We’ve come a long way from plywood and 2X4 tree stands that creaked like old wood floors and started to rot after several seasons in the elements. Today’s stands are much more sturdy, they’re also lighter, more comfortable, and quieter than stands many of us learned to hunt from.

There are a lot of options, too. From innovative small manufacturers to large established companies, there’s never been more brands making better tree stands than there are today. So, to help you find the best tree stand for your hunting style, a team of three testers spent a weekend comparing seven of the best tree stands and putting them through a series of tests. 

How We Tested Tree Stands

Tree Stands
We tested hang-on, climbers, and ladder stands over two days. Scott Einsmann

We tested tree stands over two days in northern Virginia, using hardwood trees of varying diameters. On the first day we tested hang ons and climbers, in spitting rain, which helped us evaluate platforms for their grip and seats for how much water they held. The second day was all about building and testing the ladder stand. The climbers and hang-ons followed the same test protocol of packability, speed, noise, comfort, stability, and shooting. We tested the ladder stand on how easy it was to assemble, comfort, and stability. Here’s the full breakdown of the test team and our protocols and scoring system. 

The Test Team

Billy Philips: Is an urban bowhunter who has the opportunity to hunt 365 days a year and takes full advantage of those opportunities with 150 days spent in a stand or saddle. 

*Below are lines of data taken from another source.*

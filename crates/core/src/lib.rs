pub mod capture;
pub mod placement;
pub mod shared;
use crate::capture::domain::capture_error::CaptureError;

/// A CPU-side image: contiguous RGB8 bytes in row-major order.
///
/// Used as the pixel cache that readbacks land in before encoding. GPU
/// buffers are RGBA; the alpha channel is dropped at the copy boundary.
#[derive(Clone, Debug, PartialEq, Eq)]
pub struct Frame {
    data: Vec<u8>,
    width: u32,
    height: u32,
}

pub const CHANNELS: usize = 3;

impl Frame {
    pub fn new(data: Vec<u8>, width: u32, height: u32) -> Self {
        debug_assert_eq!(
            data.len(),
            (width as usize) * (height as usize) * CHANNELS,
            "data length must equal width * height * 3"
        );
        Self {
            data,
            width,
            height,
        }
    }

    /// A zero-filled frame.
    pub fn blank(width: u32, height: u32) -> Self {
        Self::new(
            vec![0; (width as usize) * (height as usize) * CHANNELS],
            width,
            height,
        )
    }

    pub fn solid(width: u32, height: u32, rgb: [u8; 3]) -> Self {
        let data = rgb
            .iter()
            .copied()
            .cycle()
            .take((width as usize) * (height as usize) * CHANNELS)
            .collect();
        Self::new(data, width, height)
    }

    pub fn data(&self) -> &[u8] {
        &self.data
    }

    pub fn data_mut(&mut self) -> &mut [u8] {
        &mut self.data
    }

    pub fn width(&self) -> u32 {
        self.width
    }

    pub fn height(&self) -> u32 {
        self.height
    }

    pub fn is_empty(&self) -> bool {
        self.width == 0 || self.height == 0
    }

    #[cfg(test)]
    pub(crate) fn pixel(&self, x: u32, y: u32) -> [u8; 3] {
        let idx = ((y as usize) * (self.width as usize) + x as usize) * CHANNELS;
        [self.data[idx], self.data[idx + 1], self.data[idx + 2]]
    }

    /// Overwrites every pixel from tightly packed RGBA8 rows.
    pub fn copy_from_rgba(&mut self, rgba: &[u8]) -> Result<(), CaptureError> {
        let expected = (self.width as usize) * (self.height as usize) * 4;
        if rgba.len() != expected {
            return Err(CaptureError::DimensionMismatch {
                expected,
                actual: rgba.len(),
            });
        }
        for (dst, src) in self.data.chunks_exact_mut(CHANNELS).zip(rgba.chunks_exact(4)) {
            dst.copy_from_slice(&src[..CHANNELS]);
        }
        Ok(())
    }

    /// Expands to RGBA8 with opaque alpha, the layout GPU textures expect.
    pub fn to_rgba(&self) -> Vec<u8> {
        let mut out = Vec::with_capacity(self.data.len() / CHANNELS * 4);
        for px in self.data.chunks_exact(CHANNELS) {
            out.extend_from_slice(px);
            out.push(u8::MAX);
        }
        out
    }
}
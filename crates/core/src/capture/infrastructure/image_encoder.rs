use std::io::Cursor;

use image::codecs::jpeg::JpegEncoder;
use image::{DynamicImage, RgbImage};

use crate::capture::domain::capture_error::CaptureError;
use crate::shared::capture_config::ImageFormat;
use crate::shared::constants::JPEG_QUALITY;
use crate::shared::frame::Frame;

/// Encodes an RGB8 frame into the bytes of an image file.
///
/// EXR output promotes each channel to `f32` in `[0, 1]`, so RGB8 content
/// survives a round trip exactly. JPEG uses the engine's default quality.
pub fn encode(frame: &Frame, format: ImageFormat) -> Result<Vec<u8>, CaptureError> {
    if frame.is_empty() {
        return Err(CaptureError::EmptyFrame);
    }

    let img = RgbImage::from_raw(frame.width(), frame.height(), frame.data().to_vec()).ok_or(
        CaptureError::DimensionMismatch {
            expected: (frame.width() * frame.height() * 3) as usize,
            actual: frame.data().len(),
        },
    )?;

    let mut bytes = Vec::new();
    match format {
        ImageFormat::Png => img.write_to(&mut Cursor::new(&mut bytes), image::ImageFormat::Png)?,
        ImageFormat::Jpeg => {
            img.write_with_encoder(JpegEncoder::new_with_quality(&mut bytes, JPEG_QUALITY))?
        }
        ImageFormat::Exr => DynamicImage::ImageRgb8(img)
            .into_rgb32f()
            .write_to(&mut Cursor::new(&mut bytes), image::ImageFormat::OpenExr)?,
    }
    Ok(bytes)
}
pub mod capture_config;
pub mod constants;
pub mod frame;
pub mod output_dir;
pub mod settings;
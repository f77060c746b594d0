use std::sync::Arc;

use crate::capture::domain::capture_error::CaptureError;

/// Texture format shared by frame sources and capture targets.
pub const CAPTURE_FORMAT: wgpu::TextureFormat = wgpu::TextureFormat::Rgba8Unorm;

/// Shared GPU context for captures.
///
/// Holds the wgpu device, queue, blit pipeline and sampler so they can be
/// reused across captures without re-initialization.
pub struct GpuContext {
    pub device: Arc<wgpu::Device>,
    pub queue: Arc<wgpu::Queue>,
    pub blit_pipeline: wgpu::RenderPipeline,
    pub bind_group_layout: wgpu::BindGroupLayout,
    pub sampler: wgpu::Sampler,
}

impl GpuContext {
    /// Create a new GPU context. Returns `None` if no suitable adapter is available.
    pub fn new() -> Option<Self> {
        match Self::try_new() {
            Ok(ctx) => Some(ctx),
            Err(e) => {
                log::debug!("GPU context unavailable: {e}");
                None
            }
        }
    }

    pub fn try_new() -> Result<Self, CaptureError> {
        let instance = wgpu::Instance::default();
        let adapter = pollster::block_on(instance.request_adapter(&wgpu::RequestAdapterOptions {
            power_preference: wgpu::PowerPreference::HighPerformance,
            compatible_surface: None,
            force_fallback_adapter: false,
        }))
        .ok_or(CaptureError::NoAdapter)?;

        let (device, queue) = pollster::block_on(adapter.request_device(
            &wgpu::DeviceDescriptor {
                label: Some("capture-device"),
                required_features: wgpu::Features::empty(),
                // Camera frames routinely exceed the 2048px downlevel cap.
                required_limits: wgpu::Limits::downlevel_defaults()
                    .using_resolution(adapter.limits()),
                memory_hints: wgpu::MemoryHints::Performance,
            },
            None,
        ))
        .map_err(CaptureError::Device)?;

        let device = Arc::new(device);
        let queue = Arc::new(queue);

        let shader = device.create_shader_module(wgpu::ShaderModuleDescriptor {
            label: Some("blit-shader"),
            source: wgpu::ShaderSource::Wgsl(include_str!("shaders/blit.wgsl").into()),
        });

        let bind_group_layout = device.create_bind_group_layout(&wgpu::BindGroupLayoutDescriptor {
            label: Some("blit-bind-group-layout"),
            entries: &[
                // frame source
                wgpu::BindGroupLayoutEntry {
                    binding: 0,
                    visibility: wgpu::ShaderStages::FRAGMENT,
                    ty: wgpu::BindingType::Texture {
                        sample_type: wgpu::TextureSampleType::Float { filterable: true },
                        view_dimension: wgpu::TextureViewDimension::D2,
                        multisampled: false,
                    },
                    count: None,
                },
                // sampler
                wgpu::BindGroupLayoutEntry {
                    binding: 1,
                    visibility: wgpu::ShaderStages::FRAGMENT,
                    ty: wgpu::BindingType::Sampler(wgpu::SamplerBindingType::Filtering),
                    count: None,
                },
            ],
        });

        let pipeline_layout = device.create_pipeline_layout(&wgpu::PipelineLayoutDescriptor {
            label: Some("blit-pipeline-layout"),
            bind_group_layouts: &[&bind_group_layout],
            push_constant_ranges: &[],
        });

        let blit_pipeline = device.create_render_pipeline(&wgpu::RenderPipelineDescriptor {
            label: Some("blit-pipeline"),
            layout: Some(&pipeline_layout),
            vertex: wgpu::VertexState {
                module: &shader,
                entry_point: Some("vs_main"),
                compilation_options: Default::default(),
                buffers: &[],
            },
            primitive: wgpu::PrimitiveState::default(),
            depth_stencil: None,
            multisample: wgpu::MultisampleState::default(),
            fragment: Some(wgpu::FragmentState {
                module: &shader,
                entry_point: Some("fs_main"),
                compilation_options: Default::default(),
                targets: &[Some(wgpu::ColorTargetState {
                    format: CAPTURE_FORMAT,
                    blend: None,
                    write_mask: wgpu::ColorWrites::ALL,
                })],
            }),
            multiview: None,
            cache: None,
        });

        // Linear so that a resolution change between source and target scales smoothly.
        let sampler = device.create_sampler(&wgpu::SamplerDescriptor {
            label: Some("blit-sampler"),
            address_mode_u: wgpu::AddressMode::ClampToEdge,
            address_mode_v: wgpu::AddressMode::ClampToEdge,
            mag_filter: wgpu::FilterMode::Linear,
            min_filter: wgpu::FilterMode::Linear,
            ..Default::default()
        });

        Ok(Self {
            device,
            queue,
            blit_pipeline,
            bind_group_layout,
            sampler,
        })
    }

    /// Largest width or height a 2D texture may have on this device.
    pub fn max_texture_dimension(&self) -> u32 {
        self.device.limits().max_texture_dimension_2d
    }

    /// Rejects sizes the device cannot allocate, which wgpu would otherwise
    /// report through its panicking error handler.
    pub fn check_texture_size(&self, width: u32, height: u32) -> Result<(), CaptureError> {
        let max = self.max_texture_dimension();
        if width > max || height > max {
            return Err(CaptureError::TargetTooLarge { width, height, max });
        }
        Ok(())
    }

    /// Creates a 2D texture in [`CAPTURE_FORMAT`].
    pub fn create_texture(
        &self,
        label: &str,
        width: u32,
        height: u32,
        usage: wgpu::TextureUsages,
    ) -> wgpu::Texture {
        self.device.create_texture(&wgpu::TextureDescriptor {
            label: Some(label),
            size: wgpu::Extent3d {
                width,
                height,
                depth_or_array_layers: 1,
            },
            mip_level_count: 1,
            sample_count: 1,
            dimension: wgpu::TextureDimension::D2,
            format: CAPTURE_FORMAT,
            usage,
            view_formats: &[],
        })
    }
}
use std::path::{Component, Path, PathBuf};

use crate::capture::domain::capture_backend::{CaptureBackend, ReadbackRequest, ReadbackStatus};
use crate::capture::domain::capture_error::CaptureError;
use crate::capture::domain::image_writer::ImageWriter;
use crate::shared::capture_config::{CaptureConfig, ErrorPolicy, ImageFormat};
use crate::shared::frame::Frame;

/// Where the most recent capture is in its lifecycle.
#[derive(Clone, Copy, Debug, PartialEq, Eq)]
pub enum CaptureState {
    Idle,
    Blitting,
    AsyncPending,
    SyncReadback,
    Encoding,
    Written,
    Aborted,
}

/// Result of a `capture` or `poll` call.
#[derive(Debug)]
pub enum CaptureOutcome {
    /// Nothing in flight.
    Idle,
    /// An async readback is outstanding; keep polling.
    Pending,
    Written(PathBuf),
    /// The capture did not start. Only returned under [`ErrorPolicy::Lenient`].
    Skipped(CaptureError),
    /// The readback failed and nothing was written. Only returned under
    /// [`ErrorPolicy::Lenient`].
    Aborted,
}

struct PendingCapture {
    request: Box<dyn ReadbackRequest>,
    path: PathBuf,
    format: ImageFormat,
    policy: ErrorPolicy,
}

/// Captures the frame source to an image file: blit → readback → encode → write.
///
/// Prefers the backend's asynchronous readback and falls back to a blocking
/// copy. Async captures complete on a later [`poll`](Self::poll), which the
/// host calls once per frame. Only one capture may be in flight; the pixel
/// cache is reused between captures and recreated when the target resizes.
pub struct FrameCaptureService {
    backend: Box<dyn CaptureBackend>,
    writer: Box<dyn ImageWriter>,
    output_dir: PathBuf,
    pixel_cache: Option<Frame>,
    pending: Option<PendingCapture>,
    state: CaptureState,
}

impl FrameCaptureService {
    pub fn new(
        backend: Box<dyn CaptureBackend>,
        writer: Box<dyn ImageWriter>,
        output_dir: impl Into<PathBuf>,
    ) -> Self {
        Self {
            backend,
            writer,
            output_dir: output_dir.into(),
            pixel_cache: None,
            pending: None,
            state: CaptureState::Idle,
        }
    }

    pub fn state(&self) -> CaptureState {
        self.state
    }

    pub fn output_dir(&self) -> &Path {
        &self.output_dir
    }

    pub fn is_busy(&self) -> bool {
        self.pending.is_some()
    }

    /// The most recently read-back frame, if any capture has run.
    pub fn pixel_cache(&self) -> Option<&Frame> {
        self.pixel_cache.as_ref()
    }

    /// Changes the output resolution. The pixel cache follows on the next capture.
    pub fn resize(&mut self, width: u32, height: u32) -> Result<(), CaptureError> {
        self.backend.resize(width, height)
    }

    /// Starts a capture of the current frame source.
    ///
    /// Returns [`CaptureOutcome::Written`] when the blocking path ran, or
    /// [`CaptureOutcome::Pending`] when an async readback was issued.
    pub fn capture(&mut self, config: &CaptureConfig) -> Result<CaptureOutcome, CaptureError> {
        if self.pending.is_some() {
            return skip(config.policy, CaptureError::Busy);
        }
        if let Err(e) = self.check_preconditions(config) {
            return skip(config.policy, e);
        }

        self.ensure_pixel_cache();

        self.state = CaptureState::Blitting;
        if let Err(e) = self.backend.blit() {
            self.state = CaptureState::Aborted;
            return Err(e);
        }

        let path = self.output_dir.join(&config.filename);

        if self.backend.supports_async_readback() {
            log::info!("Using async GPU readback");
            let request = match self.backend.request_readback() {
                Ok(request) => request,
                Err(e) => {
                    self.state = CaptureState::Aborted;
                    return Err(e);
                }
            };
            self.pending = Some(PendingCapture {
                request,
                path,
                format: config.format,
                policy: config.policy,
            });
            self.state = CaptureState::AsyncPending;
            return Ok(CaptureOutcome::Pending);
        }

        log::info!("Async GPU readback not supported, using blocking readback");
        self.state = CaptureState::SyncReadback;
        let Some(cache) = self.pixel_cache.as_mut() else {
            return Err(CaptureError::EmptyFrame);
        };
        match self.backend.read_pixels(cache) {
            Ok(()) => self.write_cache(path, config.format),
            Err(e @ CaptureError::ReadbackFailed(_)) => self.abort(config.policy, e),
            Err(e) => {
                self.state = CaptureState::Aborted;
                Err(e)
            }
        }
    }

    /// Advances an in-flight async capture. Call once per frame.
    pub fn poll(&mut self) -> Result<CaptureOutcome, CaptureError> {
        let status = match self.pending.as_mut() {
            Some(pending) => pending.request.poll(),
            None => return Ok(CaptureOutcome::Idle),
        };
        self.complete(status)
    }

    /// Blocks until the in-flight capture (if any) finishes.
    pub fn wait(&mut self) -> Result<CaptureOutcome, CaptureError> {
        let status = match self.pending.as_mut() {
            Some(pending) => pending.request.wait(),
            None => return Ok(CaptureOutcome::Idle),
        };
        self.complete(status)
    }

    fn complete(&mut self, status: ReadbackStatus) -> Result<CaptureOutcome, CaptureError> {
        match status {
            ReadbackStatus::Pending => Ok(CaptureOutcome::Pending),
            ReadbackStatus::Done(rgba) => {
                let Some(pending) = self.pending.take() else {
                    return Ok(CaptureOutcome::Idle);
                };
                let Some(cache) = self.pixel_cache.as_mut() else {
                    return Err(CaptureError::EmptyFrame);
                };
                if let Err(e) = cache.copy_from_rgba(&rgba) {
                    self.state = CaptureState::Aborted;
                    return Err(e);
                }
                self.write_cache(pending.path, pending.format)
            }
            ReadbackStatus::Error(msg) => {
                let policy = self
                    .pending
                    .take()
                    .map(|p| p.policy)
                    .unwrap_or_default();
                self.abort(policy, CaptureError::ReadbackFailed(msg))
            }
        }
    }

    fn check_preconditions(&self, config: &CaptureConfig) -> Result<(), CaptureError> {
        if !self.backend.has_source() {
            return Err(CaptureError::MissingSource);
        }
        let (width, height) = self.backend.target_size();
        if width == 0 || height == 0 {
            return Err(CaptureError::MissingTarget);
        }
        if config.filename.trim().is_empty() {
            return Err(CaptureError::MissingFilename);
        }
        let escapes = Path::new(&config.filename).components().any(|c| {
            matches!(
                c,
                Component::ParentDir | Component::RootDir | Component::Prefix(_)
            )
        });
        if escapes {
            return Err(CaptureError::InvalidFilename(config.filename.clone()));
        }
        Ok(())
    }

    /// Creates the pixel cache on first use, and recreates it blank when the
    /// capture target no longer matches its size.
    fn ensure_pixel_cache(&mut self) {
        let (width, height) = self.backend.target_size();
        match &self.pixel_cache {
            Some(cache) if cache.width() == width && cache.height() == height => {}
            Some(_) => {
                log::debug!("Capture target resized to {width}x{height}, recreating pixel cache");
                self.pixel_cache = Some(Frame::blank(width, height));
            }
            None => self.pixel_cache = Some(Frame::blank(width, height)),
        }
    }

    fn write_cache(
        &mut self,
        path: PathBuf,
        format: ImageFormat,
    ) -> Result<CaptureOutcome, CaptureError> {
        self.state = CaptureState::Encoding;
        let Some(cache) = self.pixel_cache.as_ref() else {
            return Err(CaptureError::EmptyFrame);
        };
        match self.writer.write(&path, cache, format) {
            Ok(()) => {
                self.state = CaptureState::Written;
                log::info!("Saved capture to \"{}\"", path.display());
                Ok(CaptureOutcome::Written(path))
            }
            Err(e) => {
                self.state = CaptureState::Aborted;
                Err(e)
            }
        }
    }

    fn abort(
        &mut self,
        policy: ErrorPolicy,
        error: CaptureError,
    ) -> Result<CaptureOutcome, CaptureError> {
        self.state = CaptureState::Aborted;
        match policy {
            ErrorPolicy::Strict => Err(error),
            ErrorPolicy::Lenient => {
                log::warn!("Capture aborted: {error}");
                Ok(CaptureOutcome::Aborted)
            }
        }
    }
}

fn skip(policy: ErrorPolicy, error: CaptureError) -> Result<CaptureOutcome, CaptureError> {
    match policy {
        ErrorPolicy::Strict => Err(error),
        ErrorPolicy::Lenient => {
            log::debug!("Capture skipped: {error}");
            Ok(CaptureOutcome::Skipped(error))
        }
    }
}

Josh Philips: Like his brother Billy, Josh is a four-season bowhunter with over 100 days spent in stands and saddles each year. 

Scott Einsmann: Outdoor Life‘s gear editor and experienced mobile hunter. 

Using our combined experience, we tested each stand with the following protocols: 

Packability 

To test how well a stand carried through the woods, we set up each stand in its pack configuration. Then, a tester carried the stand down a trail. The two testers who weren’t carrying stands stood along the trail, listening for any noise. We also carried the stands through thick woods to see if any part of the stand caught on brush. Each tester gave a score for packability from one to five, with five being the best. The packability score was determined by a stand’s carrying comfort, maneuverability, and perceived noise. 

Speed

We timed how long it took to set up the stands on a straight tree with a 14-inch diameter. For the climbers, the testers started at the base of the tree with the stand on their back and then climbed to ten feet (base of the platform). For the hang ons, we pre-set two climbing sticks. Then started the clock once they began climbing and stopped the clock when they were standing on the platform. You’ll see these times in the key features section for each stand. 

Noise

While we were hanging each stand, two testers stood on opposite sides of the tree and scored the perceived noise level on a one to five scale (five is the quietest).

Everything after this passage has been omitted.